BRIEF → Each line below that carries the string "http" must appear in the answer.

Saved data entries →
◇ ◇ ◇ ◇
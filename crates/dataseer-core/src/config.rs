//! DataSeer Configuration Management
//!
//! Handles configuration from environment variables and TOML files
//! with defaults suitable for a local DeLFT / Wapiti setup.

use serde::{Deserialize, Serialize};
use std::path::PathBuf;

use crate::ACCEPT_THRESHOLD;

/// Main application configuration
#[derive(Debug, Clone, Serialize, Deserialize, Default)]
#[serde(default)]
pub struct AppConfig {
    /// External model services
    pub services: ServiceConfig,

    /// Pipeline thresholds and feature settings
    pub pipeline: PipelineConfig,

    /// Logging configuration
    pub logging: LoggingConfig,
}

impl AppConfig {
    /// Load configuration from environment variables
    pub fn from_env() -> Result<Self, ConfigError> {
        let mut config = Self::default();

        if let Ok(url) = std::env::var("DATASEER_BINARY_URL") {
            config.services.binary_url = url;
        }
        if let Ok(url) = std::env::var("DATASEER_FIRST_LEVEL_URL") {
            config.services.first_level_url = url;
        }
        if let Ok(url) = std::env::var("DATASEER_REUSE_URL") {
            config.services.reuse_url = Some(url).filter(|u| !u.trim().is_empty());
        }
        if let Ok(path) = std::env::var("DATASEER_WAPITI_BINARY") {
            config.services.wapiti_binary = PathBuf::from(path);
        }
        if let Ok(path) = std::env::var("DATASEER_RELEVANCE_MODEL") {
            config.services.relevance_model = PathBuf::from(path);
        }
        if let Ok(value) = std::env::var("DATASEER_TIMEOUT_SECS") {
            config.services.timeout_secs = parse_value("DATASEER_TIMEOUT_SECS", value)?;
        }
        if let Ok(value) = std::env::var("DATASEER_POOL_SIZE") {
            config.services.pool_size = parse_value("DATASEER_POOL_SIZE", value)?;
        }
        if let Ok(value) = std::env::var("DATASEER_ACCEPT_THRESHOLD") {
            config.pipeline.accept_threshold = parse_value("DATASEER_ACCEPT_THRESHOLD", value)?;
        }

        if let Ok(level) = std::env::var("LOG_LEVEL") {
            config.logging.level = level;
        }

        config.validate()?;
        Ok(config)
    }

    /// Load from a TOML file
    pub fn from_file(path: impl Into<PathBuf>) -> Result<Self, ConfigError> {
        let path = path.into();
        let content = std::fs::read_to_string(&path).map_err(|e| ConfigError::FileReadError {
            path: path.clone(),
            source: e,
        })?;

        let config: Self = toml::from_str(&content).map_err(|e| ConfigError::ParseError {
            path,
            message: e.to_string(),
        })?;
        config.validate()?;
        Ok(config)
    }

    /// Merge with environment variables (env takes precedence)
    pub fn with_env_override(mut self) -> Result<Self, ConfigError> {
        let env_config = Self::from_env()?;
        let defaults = Self::default();

        // Only override if env values differ from defaults
        if env_config.services.binary_url != defaults.services.binary_url {
            self.services.binary_url = env_config.services.binary_url;
        }
        if env_config.services.first_level_url != defaults.services.first_level_url {
            self.services.first_level_url = env_config.services.first_level_url;
        }
        if env_config.services.reuse_url.is_some() {
            self.services.reuse_url = env_config.services.reuse_url;
        }
        if env_config.services.wapiti_binary != defaults.services.wapiti_binary {
            self.services.wapiti_binary = env_config.services.wapiti_binary;
        }
        if env_config.services.relevance_model != defaults.services.relevance_model {
            self.services.relevance_model = env_config.services.relevance_model;
        }
        if env_config.logging.level != defaults.logging.level {
            self.logging.level = env_config.logging.level;
        }

        // Numeric settings override whenever the variable is set, even to
        // the default value
        if is_set("DATASEER_TIMEOUT_SECS") {
            self.services.timeout_secs = env_config.services.timeout_secs;
        }
        if is_set("DATASEER_POOL_SIZE") {
            self.services.pool_size = env_config.services.pool_size;
        }
        if is_set("DATASEER_ACCEPT_THRESHOLD") {
            self.pipeline.accept_threshold = env_config.pipeline.accept_threshold;
        }

        self.validate()?;
        Ok(self)
    }

    /// Reject values the pipeline cannot work with
    pub fn validate(&self) -> Result<(), ConfigError> {
        let threshold = self.pipeline.accept_threshold;
        if !(0.0..1.0).contains(&threshold) {
            return Err(ConfigError::InvalidValue {
                key: "pipeline.accept_threshold".to_string(),
                value: threshold.to_string(),
            });
        }
        if self.pipeline.position_bins == 0 {
            return Err(ConfigError::InvalidValue {
                key: "pipeline.position_bins".to_string(),
                value: "0".to_string(),
            });
        }
        if self.services.pool_size == 0 {
            return Err(ConfigError::InvalidValue {
                key: "services.pool_size".to_string(),
                value: "0".to_string(),
            });
        }
        if self.services.max_batch_size == 0 {
            return Err(ConfigError::InvalidValue {
                key: "services.max_batch_size".to_string(),
                value: "0".to_string(),
            });
        }
        Ok(())
    }
}

fn is_set(key: &str) -> bool {
    std::env::var_os(key).is_some()
}

fn parse_value<T: std::str::FromStr>(key: &str, value: String) -> Result<T, ConfigError> {
    value.trim().parse().map_err(|_| ConfigError::InvalidValue {
        key: key.to_string(),
        value,
    })
}

/// External model service configuration
#[derive(Debug, Clone, Serialize, Deserialize)]
#[serde(default)]
pub struct ServiceConfig {
    /// Endpoint of the binary dataset / no_dataset classifier
    pub binary_url: String,

    /// Model name of the binary classifier
    pub binary_model: String,

    /// Endpoint of the dataset-type classifier
    pub first_level_url: String,

    /// Model name of the dataset-type classifier
    pub first_level_model: String,

    /// Endpoint of the reuse classifier (stage 3 is skipped when unset)
    pub reuse_url: Option<String>,

    /// Model name of the reuse classifier
    pub reuse_model: String,

    /// Wapiti executable
    pub wapiti_binary: PathBuf,

    /// Trained relevance (section selection) model
    pub relevance_model: PathBuf,

    /// Timeout for a single service call in seconds
    pub timeout_secs: u64,

    /// Concurrent calls allowed per model instance
    pub pool_size: usize,

    /// Largest batch sent in one classifier call
    pub max_batch_size: usize,
}

impl Default for ServiceConfig {
    fn default() -> Self {
        Self {
            binary_url: "http://localhost:8060/classify".to_string(),
            binary_model: "dataseer-binary".to_string(),
            first_level_url: "http://localhost:8060/classify".to_string(),
            first_level_model: "dataseer-first".to_string(),
            reuse_url: None,
            reuse_model: "dataseer-reuse".to_string(),
            wapiti_binary: PathBuf::from("wapiti"),
            relevance_model: PathBuf::from("resources/models/dataseer/model.wapiti"),
            timeout_secs: 30,
            // Model runtimes are not assumed to be thread-safe
            pool_size: 1,
            max_batch_size: 256,
        }
    }
}

/// Pipeline configuration
#[derive(Debug, Clone, Serialize, Deserialize)]
#[serde(default)]
pub struct PipelineConfig {
    /// Probability above which a dataset-bearing sentence is annotated
    pub accept_threshold: f64,

    /// Bins for the relative document position feature
    pub position_bins: usize,

    /// Bins for the segment length feature
    pub length_bins: usize,
}

impl Default for PipelineConfig {
    fn default() -> Self {
        Self {
            accept_threshold: ACCEPT_THRESHOLD,
            position_bins: 12,
            length_bins: 12,
        }
    }
}

/// Logging configuration
#[derive(Debug, Clone, Serialize, Deserialize)]
#[serde(default)]
pub struct LoggingConfig {
    /// Log level (trace, debug, info, warn, error)
    pub level: String,

    /// JSON format for logs
    pub json_format: bool,
}

impl Default for LoggingConfig {
    fn default() -> Self {
        Self {
            level: "info".to_string(),
            json_format: false,
        }
    }
}

/// Configuration errors
#[derive(Debug, thiserror::Error)]
pub enum ConfigError {
    #[error("Failed to read config file {path}: {source}")]
    FileReadError {
        path: PathBuf,
        #[source]
        source: std::io::Error,
    },

    #[error("Failed to parse config file {path}: {message}")]
    ParseError { path: PathBuf, message: String },

    #[error("Invalid value for {key}: {value}")]
    InvalidValue { key: String, value: String },
}

impl From<ConfigError> for crate::DataseerError {
    fn from(err: ConfigError) -> Self {
        crate::DataseerError::ConfigError(err.to_string())
    }
}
◇ ◇ ◇ ◇
OUTPUT FOR THIS EXERCISE →
            binary_url: "http://localhost:8060/classify".to_string(),
            first_level_url: "http://localhost:8060/classify".to_string(),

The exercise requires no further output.